## Work task
Transcribe all of the records precisely as they are presented.

== Records ==

//! Structured logging: console plus a daily rolling file.

use std::fs;
use std::path::Path;
use std::time::{Duration, SystemTime};

use tracing::warn;
use tracing_appender::non_blocking::WorkerGuard;
use tracing_subscriber::{fmt, layer::SubscriberExt, util::SubscriberInitExt, EnvFilter};

const LOG_FILE_PREFIX: &str = "nexus-stock";
const DEFAULT_FILTER: &str = "info,nexus_stock_lib=debug";

/// Install the global subscriber. The returned guard flushes the file
/// writer when dropped, so the caller keeps it for the life of the process.
pub fn init(log_dir: &Path, retention_days: u64) -> anyhow::Result<WorkerGuard> {
    let env_filter =
        EnvFilter::try_from_default_env().unwrap_or_else(|_| EnvFilter::new(DEFAULT_FILTER));

    fs::create_dir_all(log_dir)?;
    let pruned = prune_old_logs(log_dir, retention_days);

    let file_appender = tracing_appender::rolling::daily(log_dir, LOG_FILE_PREFIX);
    let (non_blocking, guard) = tracing_appender::non_blocking(file_appender);

    let file_layer = fmt::layer()
        .with_writer(non_blocking)
        .with_ansi(false)
        .with_target(true);
    let console_layer = fmt::layer().with_target(true);
    tracing_subscriber::registry()
        .with(env_filter)
        .with(console_layer)
        .with(file_layer)
        .try_init()?;

    if pruned > 0 {
        tracing::info!(pruned, retention_days, "Pruned old log files");
    }
    Ok(guard)
}

/// Delete rolled log files last modified more than `retention_days` ago.
/// Returns how many were removed.
pub fn prune_old_logs(log_dir: &Path, retention_days: u64) -> usize {
    let Some(cutoff) =
        SystemTime::now().checked_sub(Duration::from_secs(retention_days * 24 * 60 * 60))
    else {
        return 0;
    };
    let Ok(entries) = fs::read_dir(log_dir) else {
        return 0;
    };

    let mut removed = 0;
    for entry in entries.flatten() {
        let path = entry.path();
        let is_log = path
            .file_name()
            .and_then(|n| n.to_str())
            .is_some_and(|n| n.starts_with(LOG_FILE_PREFIX));
        if !is_log || !path.is_file() {
            continue;
        }
        let modified = entry
            .metadata()
            .ok()
            .and_then(|m| m.modified().ok())
            .unwrap_or(SystemTime::UNIX_EPOCH);
        if modified < cutoff {
            match fs::remove_file(&path) {
                Ok(()) => removed += 1,
                Err(e) => warn!("Failed to prune log file {}: {e}", path.display()),
            }
        }
    }
    removed
}

#[cfg(test)]
mod tests {
    use super::*;

    #[test]
    fn prune_keeps_recent_and_foreign_files() {
        let dir = std::env::temp_dir().join(format!("nexus-stock-logs-{}", uuid::Uuid::new_v4()));
        fs::create_dir_all(&dir).unwrap();
        let recent = dir.join(format!("{LOG_FILE_PREFIX}.2024-06-01"));
        let foreign = dir.join("other.log");
        fs::write(&recent, "x").unwrap();
        fs::write(&foreign, "x").unwrap();

        assert_eq!(prune_old_logs(&dir, 14), 0);
        assert!(recent.exists());

        // Zero days of retention treats every rolled file as old.
        std::thread::sleep(Duration::from_millis(20));
        assert_eq!(prune_old_logs(&dir, 0), 1);
        assert!(!recent.exists());
        assert!(foreign.exists());

        let _ = fs::remove_dir_all(&dir);
    }

    #[test]
    fn missing_directory_prunes_nothing() {
        let dir = std::env::temp_dir().join(format!("nexus-stock-none-{}", uuid::Uuid::new_v4()));
        assert_eq!(prune_old_logs(&dir, 1), 0);
    }
}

===

## Answer to the exercise
//! Structured logging: console plus a daily rolling file.

use std::fs;
use std::path::Path;
use std::time::{Duration, SystemTime};

use tracing::warn;
use tracing_appender::non_blocking::WorkerGuard;
use tracing_subscriber::{fmt, layer::SubscriberExt, util::SubscriberInitExt, EnvFilter};

const LOG_FILE_PREFIX: &str = "nexus-stock";
const DEFAULT_FILTER: &str = "info,nexus_stock_lib=debug";

/// Install the global subscriber. The returned guard flushes the file
/// writer when dropped, so the caller keeps it for the life of the process.
pub fn init(log_dir: &Path, retention_days: u64) -> anyhow::Result<WorkerGuard> {
    let env_filter =
        EnvFilter::try_from_default_env().unwrap_or_else(|_| EnvFilter::new(DEFAULT_FILTER));

    fs::create_dir_all(log_dir)?;
    let pruned = prune_old_logs(log_dir, retention_days);

    let file_appender = tracing_appender::rolling::daily(log_dir, LOG_FILE_PREFIX);
    let (non_blocking, guard) = tracing_appender::non_blocking(file_appender);

    let file_layer = fmt::layer()
        .with_writer(non_blocking)
        .with_ansi(false)
        .with_target(true);
    let console_layer = fmt::layer().with_target(true);
    tracing_subscriber::registry()
        .with(env_filter)
        .with(console_layer)
        .with(file_layer)
        .try_init()?;

    if pruned > 0 {
        tracing::info!(pruned, retention_days, "Pruned old log files");
    }
    Ok(guard)
}

/// Delete rolled log files last modified more than `retention_days` ago.
/// Returns how many were removed.
pub fn prune_old_logs(log_dir: &Path, retention_days: u64) -> usize {
    let Some(cutoff) =
        SystemTime::now().checked_sub(Duration::from_secs(retention_days * 24 * 60 * 60))
    else {
        return 0;
    };
    let Ok(entries) = fs::read_dir(log_dir) else {
        return 0;
    };

    let mut removed = 0;
    for entry in entries.flatten() {
        let path = entry.path();
        let is_log = path
            .file_name()
            .and_then(|n| n.to_str())
            .is_some_and(|n| n.starts_with(LOG_FILE_PREFIX));
        if !is_log || !path.is_file() {
            continue;
        }
        let modified = entry
            .metadata()
            .ok()
            .and_then(|m| m.modified().ok())
            .unwrap_or(SystemTime::UNIX_EPOCH);
        if modified < cutoff {
            match fs::remove_file(&path) {
                Ok(()) => removed += 1,
                Err(e) => warn!("Failed to prune log file {}: {e}", path.display()),
            }
        }
    }
    removed
}

#[cfg(test)]
mod tests {
    use super::*;

    #[test]
    fn prune_keeps_recent_and_foreign_files() {
        let dir = std::env::temp_dir().join(format!("nexus-stock-logs-{}", uuid::Uuid::new_v4()));
        fs::create_dir_all(&dir).unwrap();
        let recent = dir.join(format!("{LOG_FILE_PREFIX}.2024-06-01"));
        let foreign = dir.join("other.log");
        fs::write(&recent, "x").unwrap();
        fs::write(&foreign, "x").unwrap();

        assert_eq!(prune_old_logs(&dir, 14), 0);
        assert!(recent.exists());

        // Zero days of retention treats every rolled file as old.
        std::thread::sleep(Duration::from_millis(20));
        assert_eq!(prune_old_logs(&dir, 0), 1);
        assert!(!recent.exists());
        assert!(foreign.exists());

        let _ = fs::remove_dir_all(&dir);
    }

    #[test]
    fn missing_directory_prunes_nothing() {
        let dir = std::env::temp_dir().join(format!("nexus-stock-none-{}", uuid::Uuid::new_v4()));
        assert_eq!(prune_old_logs(&dir, 1), 0);
    }
}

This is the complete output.